Juega la bolita

El caso de Riopaila ha puesto sobre la mesa los entresijos de una práctica usada desde siempre por los latifundistas: comprar mejoras hechas por los colonos campesinos a fuerza, juntarlas y hacer una gran propiedad, cuyo nombre podría ser en este caso Hacienda Luxemburgo.


Se suelen bautizar con nombres de países los grandes predios: La Holanda, Germania, La Francia, y la pretensión no es vana. Son estas, sí, repúblicas independientes de toda norma laboral, hechas a la fuerza, es decir, torciéndoles el cuello a las leyes. Es una vieja historia, vieja como la panela. El ser una truculencia armada por una conocida empresa azucarera y una firma de abogados prestigiosa no cambia para nada el formato. Lo nuevo es que el registro de la propiedad –40.000 hectáreas– haya sido firmado en Luxemburgo por otra empresa, Asturias Holding, que les hace el testaferrato. No falta ninguna pieza. Ni siquiera el antecedente: el paso de los paramilitares –los Carranceros, los Buitragueños, los Martín Llanos, los Cuchillos– por la región asesinando sospechosos de colaborar, haber colaborado o estar dispuestos a colaborar –a la buena o a la mala– con las guerrillas. Se ha contado la sangre que han costado estas acciones intrépidas, cuyo objetivo deliberado ha sido sacar a los viejos llaneros de sus fundos y poner la tierra a precio de huevo, para rematar la vuelta con la entrada de las fuerzas de consolidación de la causa a refundar la patria y para que los nuevos inversores se llenen los bolsillos cultivando caña, palma africana, sorgo, acacia magnum. ¡Todo tan legal!
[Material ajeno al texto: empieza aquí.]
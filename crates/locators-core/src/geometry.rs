//! Screen geometry helpers shared by coordinate-based locators.

use serde::{Deserialize, Serialize};

/// A point in screen coordinates.
#[derive(Debug, Clone, Copy, PartialEq, Eq, Serialize, Deserialize)]
pub struct Point {
    pub x: i32,
    pub y: i32,
}

impl Point {
    pub const fn new(x: i32, y: i32) -> Self {
        Self { x, y }
    }

    /// Returns this point moved by the given offset, clamped to the
    /// coordinate range.
    pub const fn offset(self, dx: i32, dy: i32) -> Self {
        Self {
            x: self.x.saturating_add(dx),
            y: self.y.saturating_add(dy),
        }
    }
}

/// An axis-aligned rectangle given by its edges.
#[derive(Debug, Clone, Copy, PartialEq, Eq, Serialize, Deserialize)]
pub struct Region {
    pub left: i32,
    pub top: i32,
    pub right: i32,
    pub bottom: i32,
}

impl Region {
    pub const fn new(left: i32, top: i32, right: i32, bottom: i32) -> Self {
        Self {
            left,
            top,
            right,
            bottom,
        }
    }

    // Edges span the whole i32 range, so extents are computed in i64
    pub const fn width(&self) -> i64 {
        self.right as i64 - self.left as i64
    }

    pub const fn height(&self) -> i64 {
        self.bottom as i64 - self.top as i64
    }

    /// Center of the rectangle, truncated to whole pixels.
    pub const fn center(&self) -> Point {
        Point {
            x: (self.width() / 2 + self.left as i64) as i32,
            y: (self.height() / 2 + self.top as i64) as i32,
        }
    }

    pub const fn contains(&self, point: Point) -> bool {
        point.x >= self.left && point.x < self.right && point.y >= self.top && point.y < self.bottom
    }
}
// Copyright 2025 the Understory Authors
// SPDX-License-Identifier: Apache-2.0 OR MIT

//! Rectangle helpers shared by the mask and the helper.

use kurbo::{Point, Rect, Size};

/// Expand a target's bounding rectangle by `padding` on all four sides.
///
/// ```rust
/// use kurbo::Rect;
/// use understory_placement::mask_rect;
///
/// let mask = mask_rect(Rect::new(10.0, 20.0, 60.0, 40.0), 5.0);
/// assert_eq!(mask, Rect::new(5.0, 15.0, 65.0, 45.0));
/// ```
pub fn mask_rect(target: Rect, padding: f64) -> Rect {
    target.inflate(padding, padding)
}

/// Edge-inclusive containment test.
///
/// Unlike [`Rect::contains`], points on the right and bottom edges count as inside.
pub fn contains_inclusive(rect: Rect, point: Point) -> bool {
    point.x >= rect.x0 && point.x <= rect.x1 && point.y >= rect.y0 && point.y <= rect.y1
}

/// The viewport as a rectangle anchored at the origin.
pub fn viewport_rect(viewport: Size) -> Rect {
    Rect::from_origin_size(Point::ZERO, viewport)
}

/// Clamp `value` into `[margin, extent - size - margin]`.
///
/// The lower bound wins when the range is empty, so a helper larger than the
/// viewport still starts `margin` away from the leading edge.
pub(crate) fn clamp_axis(value: f64, size: f64, extent: f64, margin: f64) -> f64 {
    margin.max((extent - size - margin).min(value))
}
Tan legal como se hicieron los ingenios en el Valle del Cauca durante la Violencia de los 50; como se hicieron las grandes haciendas bautizadas desde entonces Ranchos, al estilo tejano, en Puerto Boyacá, La Dorada y Puerto Berrío, o las “propiedades” adquiridas por Jorge 40 en Sabanas de Santo Ángel, Plato Pivijay. Un método patentado de hacer latifundios, de limpiar platas, de hacer política. Yo quisiera conocer a un solo hacendado en todo el país que de colono –a fuerza de trabajo– se haya convertido en gran propietario. Ese salto requiere platas de otros lados, buenos o malos, pero de afuera. Lo que no está mal. Sería lo correcto. Es lo que no ha pasado en el país en los últimos 25 años: las platas de afuera vienen en dólares y las garantías de inversión son los fusiles del paramilitarismo.
El modelo de acumulación de tierras en baldíos es conocido de marras. La Ley 160 del 94 fue hecha para atravesársele e impedir que lo que quedaba por repartir cayera en manos de los latifundistas. Es el espíritu y la letra que crea la figura de las Zonas de Reserva Campesina y por estar destinada a esa función, la de impedir en determinas zonas la concentración de tierras, han sido calificadas con deliberada perversidad como “repúblicas independientes” por generales, ganaderos y ministros. La Ley 160 creó la figura de Unidad Agrícola Familiar (UAF) –que no es otra cosa que lo que siempre se ha llamado finca campesina, estancia, fundo– y determinó que los baldíos que aún quedaban por la época fueran asignados a campesinos. Se trataba de que el problema agrario no continuara echándole leña a la hoguera. En el fondo era la misma filosofía de la Ley 200 del 36: Defender una manera de vivir, una forma de ganarse su propio salario, de abastecer mercados de alimentos, de levantar una talanquera legal contra el despojo, de no depender del patrón. En fin, de defender la propiedad privada. Sobre la mesa están pues dos modelos: el de las Zonas de Reserva Campesina y el de Riopaila, Luis Carlos Sarmiento Angulo, Pachito Santos, Manuelita, los nuevos llaneros. En el oriente del país, desde el piedemonte hasta el Orinoco, se están enfrentando dos medios de apropiación de los pocos baldíos que quedan y en el fondo de dos formas de usar la tierra, la campesina y la empresarial. El Gobierno tiene que tomar cartas en el asunto y cumplir la Sentencia C-255/12, que declara exequible el artículo 72 de la Ley 160: “No se podrán efectuar titulaciones de terrenos baldíos en favor de personas naturales o jurídicas que sean propietarias o poseedoras, a cualquier título, de otros predios rurales en el territorio nacional”. Del respeto o no que el Gobierno tenga frente a esta sentencia dependerá la suerte de la letra menuda del acuerdo cocinado en La Habana sobre tierras.